The floor on this problem is low, meaning all of my students can access it and get started. They can imagine what a rabbit hopping up the stairs might look like, and they can see the pattern of hopping up 1 or 2 steps. They all have lots of familiarity with what a staircase looks like, and the number 10 is within reach for students with dyscalculia. In terms of providing evidence, students can all draw a workable picture of the staircase or write out a set of calculations to "show" how they approached the problem. Because I usually do this — and tasks like this — in pairs or threes, there is also the built-in support of their peers' prior knowledge and academic skills.
The ceiling on this problem is high, meaning that there are opportunities for all students to go deep into the mathematics behind this problem. I have seen students solve this problem by making the same drawing repeatedly and then looking for visual patterns in the pictures. Students run calculation after calculation looking for patterns in the arithmetic. I have seen students attempt to set up algorithms to anticipate ways that might or might not work. New questions arise when students work with their peers, such as, "wait, how does that work?"
While this isn't magic, what happens with students sometimes seems like magic. Students for whom mathematics has seemed like a secret society suddenly feel like members. Students who carry the idea that they can't do mathematics—an absurdity—see that they can and at a high level. Students who love mathematics get to experience and apply their love and skills to a task that meets them where they are and allows them to extend and connect.

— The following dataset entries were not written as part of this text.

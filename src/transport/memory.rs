//! In-process datagram transport for tests and demos.
//!
//! A [`MemoryHub`] plays the role of the network: endpoints bind to it and
//! exchange datagrams through unbounded channels. Like UDP, a send to an
//! address nobody is bound to is dropped silently, which makes "the server
//! never answers" trivial to stage in tests.

use std::collections::HashMap;
use std::net::SocketAddr;
use std::sync::{Arc, Mutex};
use std::time::Duration;

use bytes::Bytes;
use tokio::sync::mpsc;
use tracing::trace;

use crate::error::{CpError, Result};
use crate::transport::{Datagram, ProtoId, Transport};

/// Shared in-process "network" connecting [`MemoryTransport`] endpoints.
/// Cheap to clone; all clones address the same network.
#[derive(Clone, Default)]
pub struct MemoryHub {
    state: Arc<Mutex<HubState>>,
}

#[derive(Default)]
struct HubState {
    senders: HashMap<SocketAddr, mpsc::UnboundedSender<Datagram>>,
    next_port: u16,
}

impl MemoryHub {
    pub fn new() -> Self {
        Self::default()
    }

    /// Bind a fresh endpoint with an auto-assigned loopback address.
    pub fn bind(&self, proto: ProtoId) -> MemoryTransport {
        let (tx, rx) = mpsc::unbounded_channel();
        let addr = {
            let mut state = self.lock();
            state.next_port += 1;
            let addr: SocketAddr = ([127, 0, 0, 1], state.next_port).into();
            state.senders.insert(addr, tx);
            addr
        };
        MemoryTransport {
            hub: self.clone(),
            addr,
            proto,
            rx: tokio::sync::Mutex::new(rx),
        }
    }

    /// An address nothing is bound to; datagrams sent there disappear.
    pub fn black_hole(&self) -> SocketAddr {
        let mut state = self.lock();
        state.next_port += 1;
        ([127, 0, 0, 1], state.next_port).into()
    }

    fn deliver(&self, datagram: Datagram, dest: SocketAddr) {
        match self.lock().senders.get(&dest) {
            // A closed receiver is equivalent to a lost datagram.
            Some(tx) => {
                let _ = tx.send(datagram);
            }
            None => trace!(%dest, "datagram to unbound address dropped"),
        }
    }

    fn lock(&self) -> std::sync::MutexGuard<'_, HubState> {
        self.state
            .lock()
            .unwrap_or_else(std::sync::PoisonError::into_inner)
    }
}

/// One endpoint on a [`MemoryHub`].
pub struct MemoryTransport {
    hub: MemoryHub,
    addr: SocketAddr,
    proto: ProtoId,
    rx: tokio::sync::Mutex<mpsc::UnboundedReceiver<Datagram>>,
}

impl Transport for MemoryTransport {
    async fn send(&self, payload: Bytes, dest: SocketAddr) -> Result<()> {
        self.hub.deliver(
            Datagram {
                payload,
                source: self.addr,
                proto: self.proto,
            },
            dest,
        );
        Ok(())
    }

    async fn recv(&self, timeout: Option<Duration>) -> Result<Datagram> {
        let mut rx = self.rx.lock().await;
        let received = match timeout {
            Some(window) => tokio::time::timeout(window, rx.recv())
                .await
                .map_err(|_| CpError::Timeout)?,
            None => rx.recv().await,
        };
        received.ok_or_else(|| CpError::Transport("memory hub closed".into()))
    }

    fn local_addr(&self) -> SocketAddr {
        self.addr
    }
}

Page Stites, the upper school director, and I talked about this idea the other day, and he mentioned a variation on this that I am now wondering about: low floor, high ceiling, wide walls. This extension reminds me of project-based learning: all students can enter where they are, get to as high a level as possible, and have space to explore and move around through the constellation of concepts and skills. Students literally and figuratively advance through this space and are grounded with room to extend upward and outward towards the ceiling and the walls. These are all within reach and just out of reach—a space between the familiar and the unknown. I believe this is where learning happens.